If customer discrimination partly explains the inferior employment and pay outcomes of overweight individuals, then the free market cannot be counted on to eliminate these differences because they are economically-driven decisions. Unlike discrimination based on the personal distaste of the employer, customer-based discrimination is profit-maximizing. As such, the wage differential would be expected to persist over time. The economic literature offers several theoretical discussions of the ability for customer based discrimination to exist regardless of market pressures (i.e., Kahn (1991), Nardinelli and Simon (1990)). Furthermore, several empirical studies identify wage-based differentials that are best explained by customer discrimination (i.e., Ihlanfeldt and Young (1994)). With respect to sales occupations, DeBeaumont et al. (2009) find that overweight men and women in sales occupations not only start at lower pay, but experience slower wage growth over time even as they gain experience.

Union activity could potentially limit the wage penalty, as unions typically compress wage differentials and thus benefit disadvantaged groups. For instance, Peoples (1994) finds that unions tend to reduce the wage gap between blacks and whites. Boris (2010) discusses the United Auto Workers fight to extend benefits to gay, lesbian, and bisexual members, even though the union generally represents male blue-collar workers. However, only about 12 % of the U.S. workforce is unionized, with the rate even lower for women. Thus, while unions may offer some protection for obese workers, most wage contracts are negotiated without union influence.

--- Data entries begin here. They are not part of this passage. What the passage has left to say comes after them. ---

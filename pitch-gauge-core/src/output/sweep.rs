use crate::models::pitch::GaugeReading;

/// Needle exercise pattern for checking the gauge wiring.
///
/// Each needle ramps from 0.2 to 0.9 and wraps, starting at a different
/// phase, advancing `rate_per_sec * tick_secs` per reading.
#[derive(Debug, Clone)]
pub struct GaugeSweep {
    phases: [f32; 4],
    delta: f32,
}

impl GaugeSweep {
    const SPAN: f32 = 0.7;
    const FLOOR: f32 = 0.2;

    pub fn new(rate_per_sec: f32, tick_secs: f32) -> Self {
        Self {
            phases: [0.1, 0.3, 0.5, 0.7],
            delta: rate_per_sec * tick_secs,
        }
    }
}

impl Iterator for GaugeSweep {
    type Item = GaugeReading;

    fn next(&mut self) -> Option<GaugeReading> {
        let [a, b, c, d] = self.phases.map(|p| p + Self::FLOOR);
        for p in &mut self.phases {
            *p = (*p % Self::SPAN) + self.delta;
        }
        Some(GaugeReading { loudness: a, octave: b, semitone: c, deviation: d })
    }
}
use serde::Serialize;

/// Result of one analysis cycle.
#[derive(Debug, Clone, Copy, PartialEq, Serialize)]
pub struct PitchEstimate {
    /// Lag-0 autocorrelation (mean power of the analysed samples).
    pub energy: f32,
    /// None when no determinate pitch was found this cycle.
    pub frequency_hz: Option<f32>,
    pub loudness: f32,
    pub octave: f32,
    pub semitone: f32,
    pub deviation: f32,
}

impl PitchEstimate {
    /// The gauge needle positions for this estimate.
    pub fn reading(&self) -> GaugeReading {
        GaugeReading {
            loudness: self.loudness,
            octave: self.octave,
            semitone: self.semitone,
            deviation: self.deviation,
        }
    }
}

/// Needle positions for the four gauges, each in `[0, 1]`.
#[derive(Debug, Clone, Copy, PartialEq, Serialize)]
pub struct GaugeReading {
    pub loudness: f32,
    pub octave: f32,
    pub semitone: f32,
    pub deviation: f32,
}

impl GaugeReading {
    /// Every needle centred.
    pub const NEUTRAL: Self = Self {
        loudness: 0.0,
        octave: 0.5,
        semitone: 0.5,
        deviation: 0.5,
    };
}

impl Default for GaugeReading {
    fn default() -> Self {
        Self::NEUTRAL
    }
}

/// Statistics over one delivered period, in raw sample units.
#[derive(Debug, Clone, Copy, Default, PartialEq)]
pub struct PeriodLevels {
    pub peak: f32,
    pub mean: f32,
    pub mean_abs: f32,
}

The above analysis focuses on potential wage discrimination in the U.S. However, there exists a substantial amount of research supporting similar economic hardships for overweight workers in other countries. For example, Morris (2006) finds that a higher Body Mass Index results in lower occupational attainment in England. Furthermore, Greve (2008) documents a wage penalty for obese workers in Denmark. In fact, higher body weight appears to reduce wages throughout Europe (Brunello and D’Hombres 2007). The negative association between weight and wages is even found in lower-income countries. For instance, Shimokawa (2008) concludes that obesity has been rising in China, and that a wage penalty exists for obese Chinese workers. As such, the debate about how to address potential weight-based discrimination may be of international interest.

Conclusion

In summary, equally qualified obese workers appear to be paid less, especially amongst white women, and the economic literature provides reasons why markets cannot be counted on to eliminate this pay disparity. One could argue that if such pay differentials are profit maximizing, employers should not face legal action for engaging in this type of discrimination. However, even though the same argument can be made concerning wage differentials for African Americans, current law does not permit employers to discriminate against blacks because of the potential prejudice of their customers. While skin color is not generally discretionary and weight (at least to some extent) may be, should the law allow employers to discriminate against the obese for the same reason?

While more research is needed, preliminary research suggests that overweight, but nonetheless qualified, workers are being disadvantaged relative to both compensation and hiring opportunities. While some courts have recognized legal protection for such individuals, it appears to be a highly fact-intensive inquiry, and the degree of protection varies among circuits. Similarly, some states and localities offer protection, but this protection varies and is not uniform. As a result, geographical, and occupational, inequities exist. Perhaps it is time that Title VII and the ADA were amended in order to correct these inequities.